Quant à l’Europe, elle fonce dans le mur avec allégresse.
Le rapport de l’ONU signale avec raison que : « l’austérité budgétaire
risquerait de décélérer davantage la reprise, l’augmentation
de l’instabilité des taux de change reste un risque tout
comme le serait un rééquilibrage non-coordonné de l’économie
mondiale ». Bien vu, mais les propositions avancées sont d’une vacuité presque comique : il faudrait « coordonner les programmes
de relances ; la politique budgétaire doit être revue
afin de renforcer son impact sur l’emploi ». L’ONU appelle de
ses voeux « une politique monétaire plus efficace, un accès plus
prévisible pour financer le développement, des objectifs plus
concrets et exécutoires pour la coordination des politiques
internationales ».
Dans un tel contexte, le projet de « démondialisation » manque
pour le moins de symétrie. Sa proposition centrale est celle d’un
protectionnisme (européen dans le meilleur des cas, ou limité à
l’Hexagone) à l’égard des importations en provenance des pays
émergents qui ne respectent pas les normes sociales et environnementales.
Mais ni Montebourg, ni Todd, ni Sapir ne parlent
des exportations. Or, ce sont aujourd’hui les pays émergents qui
tirent la reprise et la financent : « les transferts financiers nets
des pays pauvres vers les pays riches sont encore en augmentation
», souligne l’ONU. Vouloir unilatéralement réduire les importations
ne peut conduire à une configuration stable.
La démondialisation ainsi conçue doit être distinguée de l’altermondialisme,
sur plusieurs points récemment synthétisés par
Jean-Marie Harribey [2]. D’abord, la mondialisation n’est pas la
source unique de la dégradation sociale. L’ONU prévoit ainsi
la « persistance du chômage élevé dans les pays développés ».

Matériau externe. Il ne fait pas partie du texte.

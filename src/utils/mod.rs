//! Small shared helpers.
//!
//! Pure functions only. No side effects beyond filesystem reads.

pub mod path;

/// Format a count with a pluralized noun: `plural_count(3, "output")` -> `"3 outputs"`.
pub fn plural_count(count: usize, noun: &str) -> String {
    if count == 1 {
        format!("1 {noun}")
    } else {
        format!("{count} {noun}s")
    }
}
//! Content hashing using blake3.
//!
//! Provides the core logic for computing file hashes, with a process-wide
//! memo cache so repeated fingerprint computations do not re-read unchanged
//! files within one invocation.

use dashmap::DashMap;
use std::fs::File;
use std::io::{self, BufReader, Read};
use std::path::{Path, PathBuf};
use std::sync::LazyLock;

/// A 256-bit content hash (blake3 output).
#[derive(Debug, Clone, Copy, PartialEq, Eq, Hash)]
pub struct ContentHash([u8; 32]);

impl ContentHash {
    /// Create a new ContentHash from raw bytes.
    #[inline]
    pub const fn new(bytes: [u8; 32]) -> Self {
        Self(bytes)
    }

    /// Get the raw bytes.
    #[inline]
    pub const fn as_bytes(&self) -> &[u8; 32] {
        &self.0
    }

    /// Create a hash representing "no content" (all zeros).
    #[inline]
    pub const fn empty() -> Self {
        Self([0; 32])
    }

    /// Check if this is the empty/zero hash.
    #[inline]
    pub fn is_empty(&self) -> bool {
        self.0 == [0; 32]
    }

    /// Convert to hex string (for debugging/display).
    pub fn to_hex(self) -> String {
        hex::encode(self.0)
    }
}

impl std::fmt::Display for ContentHash {
    fn fmt(&self, f: &mut std::fmt::Formatter<'_>) -> std::fmt::Result {
        // Display first 16 chars of hex for brevity
        write!(f, "{}", &self.to_hex()[..16])
    }
}

/// Process-wide memo cache for file content hashes (thread-safe).
static HASH_CACHE: LazyLock<DashMap<PathBuf, ContentHash>> = LazyLock::new(DashMap::new);

/// Compute blake3 hash of file contents (memoized).
///
/// A missing or unreadable file hashes to [`ContentHash::empty`], keeping
/// fingerprint computation deterministic without side channels.
pub fn compute_file_hash(path: &Path) -> ContentHash {
    let canonical = path.canonicalize().unwrap_or_else(|_| path.to_path_buf());

    if let Some(cached) = HASH_CACHE.get(&canonical) {
        return *cached;
    }

    let hash = compute_file_hash_uncached(&canonical);

    // Cache result (only for existing files)
    if !hash.is_empty() {
        HASH_CACHE.insert(canonical, hash);
    }

    hash
}

/// Compute hash without cache lookup (internal use).
fn compute_file_hash_uncached(path: &Path) -> ContentHash {
    let file = match File::open(path) {
        Ok(f) => f,
        Err(_) => return ContentHash::empty(),
    };

    let mut reader = BufReader::with_capacity(64 * 1024, file);
    let mut hasher = blake3::Hasher::new();
    let mut buffer = [0u8; 64 * 1024];

    loop {
        match reader.read(&mut buffer) {
            Ok(0) => break,
            Ok(n) => {
                hasher.update(&buffer[..n]);
            }
            Err(e) if e.kind() == io::ErrorKind::Interrupted => continue,
            Err(_) => return ContentHash::empty(),
        }
    }

    ContentHash::new(*hasher.finalize().as_bytes())
}

/// Drop a single memoized hash (after observing a change to the file).
pub fn invalidate_hash(path: &Path) {
    let canonical = path.canonicalize().unwrap_or_else(|_| path.to_path_buf());
    HASH_CACHE.remove(&canonical);
}
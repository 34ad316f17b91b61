//! Cache index data structures.

use rustc_hash::FxHashMap;
use serde::{Deserialize, Serialize};

/// Index file name
pub const INDEX_FILE: &str = "index.json";

/// Metadata for one stored cache entry.
#[derive(Debug, Clone, Serialize, Deserialize)]
pub struct EntryInfo {
    /// Payload filename (without directory).
    pub filename: String,
    /// Entry creation time (Unix timestamp in seconds).
    pub created_at: u64,
    /// Stored size in bytes (compressed size where applicable).
    pub size: u64,
    /// Whether the payload is deflate-compressed on disk.
    #[serde(default)]
    pub compressed: bool,
}

/// Index mapping fingerprints to entry metadata.
#[derive(Debug, Default, Serialize, Deserialize)]
pub struct CacheIndex {
    /// Fingerprint hex -> entry info
    pub entries: FxHashMap<String, EntryInfo>,
    /// Index creation time (Unix timestamp in seconds)
    #[serde(default)]
    pub created_at: u64,
}

impl CacheIndex {
    /// Create a new index with current timestamp.
    pub fn new() -> Self {
        Self {
            entries: FxHashMap::default(),
            created_at: current_timestamp(),
        }
    }
}

/// Get current Unix timestamp in seconds
pub fn current_timestamp() -> u64 {
    std::time::SystemTime::now()
        .duration_since(std::time::UNIX_EPOCH)
        .map(|d| d.as_secs())
        .unwrap_or(0)
}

Avec la crise, le taux de chômage y est passé de 6 % à près
de 9 % et devrait rester supérieur à 8 % en 2012. Cette reprise
sans emploi (« jobless recovery ») qui est l’horizon des vieux pays
capitalistes ne résulte pas de la mondialisation qui leur procure
des débouchés, mais d’une volonté affirmée de rétablir le taux de
profit et la sacro-sainte compétitivité.
Le thème de la démondialisation renvoie à un enchaînement
qui ne fonctionne plus : compétitivité, donc croissance, donc
emplois. Mais si toute la croissance
va à une petite frange de
riches, à quoi bon rechercher
une croissance plus élevée ?
Le vrai enjeu est de répartir
autrement la richesse, mais, là
encore, est-ce que c’est la mondialisation
qui force les actionnaires
à se goinfrer quand tous
les autres doivent se serrer la
ceinture ?
Ce projet vise au fond à revenir
au capitalisme des « Trente
glorieuses » à travers un protectionnisme
permettant une
réindustrialisation fondée sur
une croissance productiviste.
C’est tourner le dos à la réelle
alternative : la grande bifurcation
vers un autre modèle combinant
satisfaction des besoins sociaux
et lutte contre le réchauffement
climatique.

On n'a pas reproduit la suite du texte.